During her first visit to Egypt as secretary of state, in March 2009, Hillary Rodham Clinton was asked whether human rights violations by the Egyptian government that had been documented by the State Department would interfere with a visit to the White House by President Hosni Mubarak. It was a good question: Mubarak had not been to Washington in five years, thanks to his clashes with the Bush administration over his political repression.
"It is not in any way connected," Clinton replied. "I really consider President and Mrs. Mubarak to be friends of my family. So I hope to see him often here in Egypt and in the United States."
Thus began what may be remembered as one of the most shortsighted and wrongheaded policies the United States has ever pursued in the Middle East. Admittedly, the bar is high. But the Obama administration's embrace of Mubarak, even as the octogenarian strongman refused to allow the emergence of a moderate, middle-class-based, pro-democracy opposition, has helped bring the United States' most important Arab ally to the brink of revolution. Mass popular demonstrations have rocked the country since Tuesday; Friday, when millions of Egyptians will assemble in mosques, could be fateful.

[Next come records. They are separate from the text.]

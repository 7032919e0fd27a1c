// Copyright (C) 2026 Michael Wilson <mike@mdwn.dev>
//
// This program is free software: you can redistribute it and/or modify it under
// the terms of the GNU General Public License as published by the Free Software
// Foundation, version 3.
//
// This program is distributed in the hope that it will be useful, but WITHOUT
// ANY WARRANTY; without even the implied warranty of MERCHANTABILITY or FITNESS
// FOR A PARTICULAR PURPOSE. See the GNU General Public License for more details.
//
// You should have received a copy of the GNU General Public License along with
// this program. If not, see <https://www.gnu.org/licenses/>.
//

//! The mixer.
//!
//! A [`Mixer`] owns the source registry and the output device. Sources are
//! created through [`Mixer::create_source`] and mixed into the device's
//! callback buffer while a device is open; without one, [`Mixer::update`]
//! advances playback headlessly so positions and finished events behave the
//! same on machines with no audio hardware.
//!
//! Lock order is always registry first, then one source at a time. No path
//! takes them the other way around.

use std::collections::{HashMap, HashSet};
use std::fmt;
use std::sync::atomic::{AtomicU64, Ordering};
use std::sync::Arc;

use crossbeam_channel::{Receiver, Sender};
use parking_lot::Mutex;
use tracing::{debug, info};

use crate::config::MixerConfig;
use crate::device::{self, Device, DeviceError, OutputCallback, OutputStream};
use crate::format::OutputFormat;
use crate::listener::Listener;
use crate::source::{SoundSource, SourceCore};

/// Reserved sound type whose master gain scales every other type.
pub const MASTER_SOUND_TYPE: &str = "Master";

/// Sound type newly created sources start out with.
pub const DEFAULT_SOUND_TYPE: &str = "sfx";

/// Global atomic counter for generating unique source IDs.
static NEXT_SOURCE_ID: AtomicU64 = AtomicU64::new(1);

/// Raised once per playback when a source reaches its natural end or is
/// stopped.
#[derive(Clone, Copy, Debug, PartialEq, Eq)]
pub struct FinishedEvent {
    /// The ID of the source whose playback finished.
    pub source_id: u64,
}

/// The audio mixer. Cloning is cheap and every clone drives the same engine.
#[derive(Clone)]
pub struct Mixer {
    inner: Arc<MixerInner>,
}

struct MixerInner {
    /// Registered sources and global playback state.
    registry: Mutex<Registry>,
    /// The open output stream, if any. Never locked while holding the
    /// registry; a stream teardown can block on an in-flight callback.
    output: Mutex<Option<Box<dyn OutputStream>>>,
    /// Finished events, published by the update pass.
    finished_tx: Sender<FinishedEvent>,
    finished_rx: Receiver<FinishedEvent>,
}

struct Registry {
    sources: Vec<RegisteredSource>,
    /// Master gain per sound type. The reserved type scales all others.
    master_gains: HashMap<String, f32>,
    /// Sound types that are hard-paused.
    paused: HashSet<String>,
    listener: Option<Listener>,
    time_scale: f32,
    format: OutputFormat,
    /// An output stream is currently open.
    device_open: bool,
    /// Mix passes produce audio. Cleared by [`Mixer::stop_output`].
    running: bool,
    /// Accumulation buffer reused across render passes.
    scratch: Vec<i32>,
}

struct RegisteredSource {
    id: u64,
    core: Arc<Mutex<SourceCore>>,
}

impl Registry {
    /// The combined master gain for a sound type: the reserved global gain
    /// alone for the reserved type itself, otherwise global times specific,
    /// with unknown types defaulting to 1.
    fn effective_gain(&self, sound_type: &str) -> f32 {
        let master = self
            .master_gains
            .get(MASTER_SOUND_TYPE)
            .copied()
            .unwrap_or(1.0);
        if sound_type == MASTER_SOUND_TYPE {
            return master;
        }
        master * self.master_gains.get(sound_type).copied().unwrap_or(1.0)
    }

    /// Pushes the current combined gain into every registered source.
    fn refresh_master_gains(&self) {
        for source in &self.sources {
            let mut core = source.core.lock();
            let master_gain = self.effective_gain(&core.sound_type);
            core.master_gain = master_gain;
        }
    }
}

impl Mixer {
    pub fn new() -> Mixer {
        let (finished_tx, finished_rx) = crossbeam_channel::unbounded();
        Mixer {
            inner: Arc::new(MixerInner {
                registry: Mutex::new(Registry {
                    sources: Vec::new(),
                    master_gains: HashMap::new(),
                    paused: HashSet::new(),
                    listener: None,
                    time_scale: 1.0,
                    format: OutputFormat::default(),
                    device_open: false,
                    running: true,
                    scratch: Vec::new(),
                }),
                output: Mutex::new(None),
                finished_tx,
                finished_rx,
            }),
        }
    }

    /// Creates and registers a new sound source. The handle deregisters
    /// itself when dropped.
    pub fn create_source(&self) -> SoundSource {
        let id = NEXT_SOURCE_ID.fetch_add(1, Ordering::Relaxed);
        let mut registry = self.inner.registry.lock();
        let master_gain = registry.effective_gain(DEFAULT_SOUND_TYPE);
        let core = Arc::new(Mutex::new(SourceCore::new(id, DEFAULT_SOUND_TYPE, master_gain)));
        registry.sources.push(RegisteredSource {
            id,
            core: core.clone(),
        });
        drop(registry);

        debug!(id, "Registered source.");
        SoundSource::new(id, core, self.clone())
    }

    pub(crate) fn unregister(&self, id: u64) {
        self.inner
            .registry
            .lock()
            .sources
            .retain(|source| source.id != id);
        debug!(id, "Deregistered source.");
    }

    /// Retags a source and refreshes its cached master gain for the new type.
    pub(crate) fn assign_sound_type(&self, core: &Arc<Mutex<SourceCore>>, sound_type: &str) {
        let registry = self.inner.registry.lock();
        let master_gain = registry.effective_gain(sound_type);
        let mut core = core.lock();
        core.sound_type = sound_type.to_string();
        core.master_gain = master_gain;
    }

    /// Sets the master gain for a sound type, clamped to `[0, 1]`, and
    /// immediately pushes the new combined gain to every registered source.
    /// The reserved type [`MASTER_SOUND_TYPE`] scales all types at once.
    pub fn set_master_gain(&self, sound_type: &str, gain: f32) {
        let mut registry = self.inner.registry.lock();
        registry
            .master_gains
            .insert(sound_type.to_string(), gain.clamp(0.0, 1.0));
        registry.refresh_master_gains();
    }

    /// Returns the stored master gain for a sound type, 1 when unset.
    pub fn master_gain(&self, sound_type: &str) -> f32 {
        self.inner
            .registry
            .lock()
            .master_gains
            .get(sound_type)
            .copied()
            .unwrap_or(1.0)
    }

    /// Returns the combined gain applied to sources of the given type.
    pub fn effective_gain(&self, sound_type: &str) -> f32 {
        self.inner.registry.lock().effective_gain(sound_type)
    }

    /// Hard-pauses every source of the given type: their cursors stop
    /// advancing until the type is resumed.
    pub fn pause_type(&self, sound_type: &str) {
        self.inner
            .registry
            .lock()
            .paused
            .insert(sound_type.to_string());
    }

    pub fn resume_type(&self, sound_type: &str) {
        self.inner.registry.lock().paused.remove(sound_type);
    }

    pub fn resume_all(&self) {
        self.inner.registry.lock().paused.clear();
    }

    pub fn is_paused(&self, sound_type: &str) -> bool {
        self.inner.registry.lock().paused.contains(sound_type)
    }

    /// Scales the effective frequency of every source that does not opt out
    /// with `set_ignore_time_scale`. Zero freezes them in place.
    pub fn set_time_scale(&self, time_scale: f32) {
        self.inner.registry.lock().time_scale = time_scale.max(0.0);
    }

    pub fn time_scale(&self) -> f32 {
        self.inner.registry.lock().time_scale
    }

    /// Stores the listener pose for spatialization bookkeeping. Attenuation
    /// derived from it is applied per source through `set_attenuation`.
    pub fn set_listener(&self, listener: Listener) {
        self.inner.registry.lock().listener = Some(listener);
    }

    pub fn listener(&self) -> Option<Listener> {
        self.inner.registry.lock().listener
    }

    /// Returns the output format the mixer currently mixes for.
    pub fn format(&self) -> OutputFormat {
        self.inner.registry.lock().format.clone()
    }

    /// True once an output device has been opened by [`Mixer::configure`].
    pub fn is_initialized(&self) -> bool {
        self.inner.registry.lock().device_open
    }

    pub fn source_count(&self) -> usize {
        self.inner.registry.lock().sources.len()
    }

    /// Returns a receiver of finished events. Events are published by the
    /// update pass, never from the audio callback.
    pub fn finished_events(&self) -> Receiver<FinishedEvent> {
        self.inner.finished_rx.clone()
    }

    /// Opens the configured output device and starts mixing into it. Any
    /// previously open stream is closed first. On error the mixer stays
    /// un-initialized and playback keeps tracking headlessly.
    pub fn configure(&self, config: &MixerConfig) -> Result<(), DeviceError> {
        let device = device::get_device(config.device())?;
        self.configure_with_device(config, device)
    }

    /// Like [`Mixer::configure`], but with a caller-supplied device.
    pub fn configure_with_device(
        &self,
        config: &MixerConfig,
        device: Arc<dyn Device>,
    ) -> Result<(), DeviceError> {
        let format = config.to_format()?;

        // The previous stream must be fully closed before the device hands
        // out a new one.
        *self.inner.output.lock() = None;

        {
            let mut registry = self.inner.registry.lock();
            registry.format = format.clone();
            registry.device_open = false;
            for (sound_type, gain) in config.master_gains() {
                registry
                    .master_gains
                    .insert(sound_type, gain.clamp(0.0, 1.0));
            }
            registry.refresh_master_gains();
        }

        let weak = Arc::downgrade(&self.inner);
        let callback: OutputCallback = Box::new(move |buffer: &mut [i16]| match weak.upgrade() {
            Some(inner) => inner.render(buffer),
            None => buffer.fill(0),
        });
        let stream = device.open_output(&format, callback)?;

        {
            let mut registry = self.inner.registry.lock();
            registry.device_open = true;
            registry.running = true;
        }
        *self.inner.output.lock() = Some(stream);

        info!(
            device = %device,
            sample_rate = format.sample_rate,
            layout = %format.layout,
            "Configured output device."
        );
        Ok(())
    }

    /// Resumes mix passes after [`Mixer::stop_output`]. Runs one
    /// zero-timestep update first so positions are current before audio is
    /// heard.
    pub fn start(&self) {
        self.update(0.0);
        self.inner.registry.lock().running = true;
        info!("Output started.");
    }

    /// Halts mix passes. The device stream stays open and renders silence.
    pub fn stop_output(&self) {
        self.inner.registry.lock().running = false;
        info!("Output stopped.");
    }

    /// Closes the output stream. Playback keeps tracking headlessly through
    /// [`Mixer::update`].
    pub fn close_output(&self) {
        *self.inner.output.lock() = None;
        self.inner.registry.lock().device_open = false;
        info!("Output device closed.");
    }

    /// Mixes every playing source into an interleaved i16 buffer laid out
    /// for the current format. This is what the device callback drives; it
    /// is public so headless hosts can pull rendered audio themselves.
    pub fn render(&self, dest: &mut [i16]) {
        self.inner.render(dest);
    }

    /// The once-per-tick game-thread pass. Publishes pending finished
    /// events, deregisters auto-remove sources, and, when no device is open,
    /// advances playback by `time_step` seconds of output. Pass zero when
    /// driving [`Mixer::render`] by hand.
    pub fn update(&self, time_step: f32) {
        let mut finished: Vec<FinishedEvent> = Vec::new();
        {
            let mut registry = self.inner.registry.lock();
            let registry = &mut *registry;
            let samples = if registry.device_open || !registry.running {
                0
            } else {
                (time_step.max(0.0) * registry.format.sample_rate as f32).round() as usize
            };
            let format = &registry.format;
            let paused = &registry.paused;
            let time_scale = registry.time_scale;
            registry.sources.retain(|source| {
                let mut core = source.core.lock();
                if samples > 0 && !paused.contains(&core.sound_type) {
                    core.advance(samples, format, time_scale);
                }
                if core.take_finished() {
                    finished.push(FinishedEvent { source_id: core.id });
                    return !core.auto_remove;
                }
                true
            });
        }

        // Published outside the lock; receivers may call straight back in.
        for event in finished {
            let _ = self.inner.finished_tx.send(event);
        }
    }
}

impl MixerInner {
    fn render(&self, dest: &mut [i16]) {
        dest.fill(0);
        let mut registry = self.registry.lock();
        if !registry.running {
            return;
        }
        let registry = &mut *registry;
        registry.scratch.clear();
        registry.scratch.resize(dest.len(), 0);
        let time_scale = registry.time_scale;

        // Reverse registration order, newest first.
        for source in registry.sources.iter().rev() {
            let mut core = source.core.lock();
            if registry.paused.contains(&core.sound_type) {
                continue;
            }
            core.mix(&mut registry.scratch, &registry.format, time_scale);
        }

        for (out, sum) in dest.iter_mut().zip(registry.scratch.iter()) {
            *out = (*sum).clamp(i16::MIN as i32, i16::MAX as i32) as i16;
        }
    }
}

impl Drop for MixerInner {
    fn drop(&mut self) {
        // The last mixer handle can die on the audio callback thread, and
        // dropping a stream there would join the thread running us. A
        // detached thread tears the stream down instead.
        if let Some(stream) = self.output.lock().take() {
            std::thread::spawn(move || drop(stream));
        }
    }
}

impl Default for Mixer {
    fn default() -> Mixer {
        Mixer::new()
    }
}

impl fmt::Debug for Mixer {
    fn fmt(&self, f: &mut fmt::Formatter<'_>) -> fmt::Result {
        let registry = self.inner.registry.lock();
        f.debug_struct("Mixer")
            .field("sources", &registry.sources.len())
            .field("device_open", &registry.device_open)
            .field("running", &registry.running)
            .field("time_scale", &registry.time_scale)
            .finish()
    }
}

The administration's miscalculation about Mubarak was threefold. First, it assumed that the damage done to relations by George W. Bush's "freedom agenda" was a mistake that needed to be repaired. In fact, Bush's push for political liberalization was widely viewed, in Egypt and in the region, as the saving grace of an otherwise bad administration.
Second, the Obama administration's Middle East experts concluded that there was no chance of serious reform - much less revolution - under Mubarak. So they plotted at playing a "long game" of slowly nurturing grass-roots movements and promoting civil society, in preparation for the day when Egypt might be ready for real reform. In this they badly underestimated the secular opposition that was rapidly growing in the blogosphere and that months ago began rallying behind former U.N. nuclear director Mohamed ElBaradei.
Third, as an emboldened Mubarak stepped up repression, staged a blatantly rigged parliamentary election in November and began laying the groundwork to present himself for "reelection" this year, the administration chose to mute its criticism. Bland, carefully balanced statements were issued by second- and third-level spokesmen, while Clinton and Obama - who regularly ripped Israeli Prime Minister Binyamin Netanyahu - remained silent.
That policy continued until Tuesday, when - disastrously - Clinton called Mubarak's government "stable" and claimed it was responding to "the legitimate needs and interests of the Egyptian people." Hours later, riot police attacked the thousands of demonstrators who had gathered in Cairo's Tahrir Square. Rightly or wrongly, Egyptian opposition activists now say, Clinton and the United States are being blamed in popular opinion for that crackdown. "She is seen as having given Mubarak the green light," one told me.
Since Tuesday the administration has been frantically trying to catch up with events and at last has begun to adjust its policy. On Wednesday, Clinton appeared before reporters to say, "We support the universal rights of the Egyptian people, including the rights to freedom of expression, association and assembly." The White House press secretary suddenly declined to endorse Mubarak, and administration briefers assured reporters that Obama had supported the reform cause all along.
Egyptians are not so easily spun, nor are they satisfied with the administration's new stance. "This administration has been at best lukewarm towards our cause of democracy," Saad Eddin Ibrahim, one of the most respected Egyptian opposition leaders, told me Thursday.
"Clinton's statement on Tuesday reflected what the policy has been for two years," Ibrahim said. "The second statement was a bit more balanced. But it is still not balanced enough for our taste. What we hope for is explicit support for the demands that are being put forward by the people in the streets."
Those demands are coherent and eminently reasonable: Mubarak should step down and be replaced by a transitional government, headed by ElBaradei and including representatives of all pro-democracy forces. That government could then spend six months to a year rewriting the constitution, allowing political parties to freely organize and preparing for genuinely democratic elections. Given time to establish themselves, secular forces backed by Egypt's growing middle class are likely to rise to the top in those elections - not the Islamists that Mubarak portrays as the only alternative.
Some argue that the United States has little ability to influence Egypt. This ignores the fact that Washington continues to supply the country with billions in aid and is the primary source of weapons and hard currency for the Egyptian military - the likely arbitrator in a showdown between Mubarak and the opposition. In fact, U.S. support for a peaceful transition from Mubarak's government to a new democracy could be decisive - and it is not too late to take the right side.